§ Aim of the exercise:
Repeat each line of the data exactly as written.

Records from a dataset
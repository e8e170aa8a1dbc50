use axum::{
    extract::{FromRef, State},
    http::StatusCode,
    routing::post,
    Json, Router,
};
use lazy_static::lazy_static;
use regex::Regex;
use tracing::{info, instrument, warn};

use crate::{
    auth::{
        dto::{CredentialsRequest, LoginResponse, RegisterResponse},
        jwt::JwtKeys,
        password::{hash_password, verify_password},
        repo::User,
    },
    db::AppState,
    error::ApiError,
};

pub fn auth_routes() -> Router<AppState> {
    Router::new()
        .route("/register", post(register))
        .route("/login", post(login))
}

fn is_valid_email(email: &str) -> bool {
    lazy_static! {
        static ref EMAIL_RE: Regex = Regex::new(r"^[^@\s]+@[^@\s]+\.[^@\s]+$").unwrap();
    }
    EMAIL_RE.is_match(email)
}

// Emails are a case-sensitive identity; no trimming or lowercasing here.
fn required_credentials(payload: CredentialsRequest) -> Result<(String, String), ApiError> {
    match (payload.email, payload.password) {
        (Some(email), Some(password)) if !email.is_empty() && !password.is_empty() => {
            Ok((email, password))
        }
        _ => Err(ApiError::InvalidInput(
            "Email and password are required".into(),
        )),
    }
}

#[instrument(skip(state, payload))]
pub async fn register(
    State(state): State<AppState>,
    Json(payload): Json<CredentialsRequest>,
) -> Result<(StatusCode, Json<RegisterResponse>), ApiError> {
    let (email, password) = required_credentials(payload)?;

    if !is_valid_email(&email) {
        warn!("invalid email");
        return Err(ApiError::InvalidInput("Invalid email".into()));
    }

    if User::find_by_email(&state.db, &email).await?.is_some() {
        warn!("email already registered");
        return Err(ApiError::DuplicateEmail);
    }

    let hash = hash_password(&password)?;

    // The unique constraint closes the pre-check race
    let user = User::create(&state.db, &email, &hash)
        .await
        .map_err(|e| match &e {
            sqlx::Error::Database(db)
                if matches!(db.kind(), sqlx::error::ErrorKind::UniqueViolation) =>
            {
                ApiError::DuplicateEmail
            }
            _ => ApiError::Database(e),
        })?;

    info!(user_id = %user.id, "user registered");
    Ok((
        StatusCode::CREATED,
        Json(RegisterResponse {
            message: "User registered successfully".into(),
            user: user.into(),
        }),
    ))
}

#[instrument(skip(state, payload))]
pub async fn login(
    State(state): State<AppState>,
    Json(payload): Json<CredentialsRequest>,
) -> Result<Json<LoginResponse>, ApiError> {
    let (email, password) = required_credentials(payload)?;

    let user = User::find_by_email(&state.db, &email)
        .await?
        .ok_or_else(|| {
            warn!("login with unknown email");
            ApiError::InvalidCredentials
        })?;

    if !verify_password(&password, &user.password_hash)? {
        warn!(user_id = %user.id, "login with invalid password");
        return Err(ApiError::InvalidCredentials);
    }

    let keys = JwtKeys::from_ref(&state);
    let token = keys.sign(user.id)?;

    info!(user_id = %user.id, "user logged in");
    Ok(Json(LoginResponse {
        message: "Login successful".into(),
        token,
        user: user.into(),
    }))
}

#[cfg(test)]
mod tests {
    use super::*;

    #[test]
    fn email_format_check() {
        assert!(is_valid_email("alice@example.com"));
        assert!(is_valid_email("Alice.B@sub.example.org"));
        assert!(!is_valid_email("not-an-email"));
        assert!(!is_valid_email("a b@example.com"));
        assert!(!is_valid_email("alice@nodot"));
    }

    #[test]
    fn missing_fields_are_invalid_input() {
        let payload = CredentialsRequest {
            email: Some("alice@example.com".into()),
            password: None,
        };
        let err = required_credentials(payload).unwrap_err();
        assert!(matches!(err, ApiError::InvalidInput(_)));

        let payload = CredentialsRequest {
            email: Some(String::new()),
            password: Some("pw123".into()),
        };
        assert!(required_credentials(payload).is_err());
    }

    #[test]
    fn present_fields_pass_through_unmodified() {
        let payload = CredentialsRequest {
            email: Some("Alice@Example.com".into()),
            password: Some("pw123".into()),
        };
        let (email, password) = required_credentials(payload).unwrap();
        // case-sensitive identity: no normalization
        assert_eq!(email, "Alice@Example.com");
        assert_eq!(password, "pw123");
    }
}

§ Reply:
repository e8e170aa8a1dbc50
use axum::{
    extract::{FromRef, State},
    http::StatusCode,
    routing::post,
    Json, Router,
};
use lazy_static::lazy_static;
use regex::Regex;
use tracing::{info, instrument, warn};

use crate::{
    auth::{
        dto::{CredentialsRequest, LoginResponse, RegisterResponse},
        jwt::JwtKeys,
        password::{hash_password, verify_password},
        repo::User,
    },
    db::AppState,
    error::ApiError,
};

pub fn auth_routes() -> Router<AppState> {
    Router::new()
        .route("/register", post(register))
        .route("/login", post(login))
}

fn is_valid_email(email: &str) -> bool {
    lazy_static! {
        static ref EMAIL_RE: Regex = Regex::new(r"^[^@\s]+@[^@\s]+\.[^@\s]+$").unwrap();
    }
    EMAIL_RE.is_match(email)
}

// Emails are a case-sensitive identity; no trimming or lowercasing here.
fn required_credentials(payload: CredentialsRequest) -> Result<(String, String), ApiError> {
    match (payload.email, payload.password) {
        (Some(email), Some(password)) if !email.is_empty() && !password.is_empty() => {
            Ok((email, password))
        }
        _ => Err(ApiError::InvalidInput(
            "Email and password are required".into(),
        )),
    }
}

#[instrument(skip(state, payload))]
pub async fn register(
    State(state): State<AppState>,
    Json(payload): Json<CredentialsRequest>,
) -> Result<(StatusCode, Json<RegisterResponse>), ApiError> {
    let (email, password) = required_credentials(payload)?;

    if !is_valid_email(&email) {
        warn!("invalid email");
        return Err(ApiError::InvalidInput("Invalid email".into()));
    }

    if User::find_by_email(&state.db, &email).await?.is_some() {
        warn!("email already registered");
        return Err(ApiError::DuplicateEmail);
    }

    let hash = hash_password(&password)?;

    // The unique constraint closes the pre-check race
    let user = User::create(&state.db, &email, &hash)
        .await
        .map_err(|e| match &e {
            sqlx::Error::Database(db)
                if matches!(db.kind(), sqlx::error::ErrorKind::UniqueViolation) =>
            {
                ApiError::DuplicateEmail
            }
            _ => ApiError::Database(e),
        })?;

    info!(user_id = %user.id, "user registered");
    Ok((
        StatusCode::CREATED,
        Json(RegisterResponse {
            message: "User registered successfully".into(),
            user: user.into(),
        }),
    ))
}

#[instrument(skip(state, payload))]
pub async fn login(
    State(state): State<AppState>,
    Json(payload): Json<CredentialsRequest>,
) -> Result<Json<LoginResponse>, ApiError> {
    let (email, password) = required_credentials(payload)?;

    let user = User::find_by_email(&state.db, &email)
        .await?
        .ok_or_else(|| {
            warn!("login with unknown email");
            ApiError::InvalidCredentials
        })?;

    if !verify_password(&password, &user.password_hash)? {
        warn!(user_id = %user.id, "login with invalid password");
        return Err(ApiError::InvalidCredentials);
    }

    let keys = JwtKeys::from_ref(&state);
    let token = keys.sign(user.id)?;

    info!(user_id = %user.id, "user logged in");
    Ok(Json(LoginResponse {
        message: "Login successful".into(),
        token,
        user: user.into(),
    }))
}

#[cfg(test)]
mod tests {
    use super::*;

    #[test]
    fn email_format_check() {
        assert!(is_valid_email("alice@example.com"));
        assert!(is_valid_email("Alice.B@sub.example.org"));
        assert!(!is_valid_email("not-an-email"));
        assert!(!is_valid_email("a b@example.com"));
        assert!(!is_valid_email("alice@nodot"));
    }

    #[test]
    fn missing_fields_are_invalid_input() {
        let payload = CredentialsRequest {
            email: Some("alice@example.com".into()),
            password: None,
        };
        let err = required_credentials(payload).unwrap_err();
        assert!(matches!(err, ApiError::InvalidInput(_)));

        let payload = CredentialsRequest {
            email: Some(String::new()),
            password: Some("pw123".into()),
        };
        assert!(required_credentials(payload).is_err());
    }

    #[test]
    fn present_fields_pass_through_unmodified() {
        let payload = CredentialsRequest {
            email: Some("Alice@Example.com".into()),
            password: Some("pw123".into()),
        };
        let (email, password) = required_credentials(payload).unwrap();
        // case-sensitive identity: no normalization
        assert_eq!(email, "Alice@Example.com");
        assert_eq!(password, "pw123");
    }
}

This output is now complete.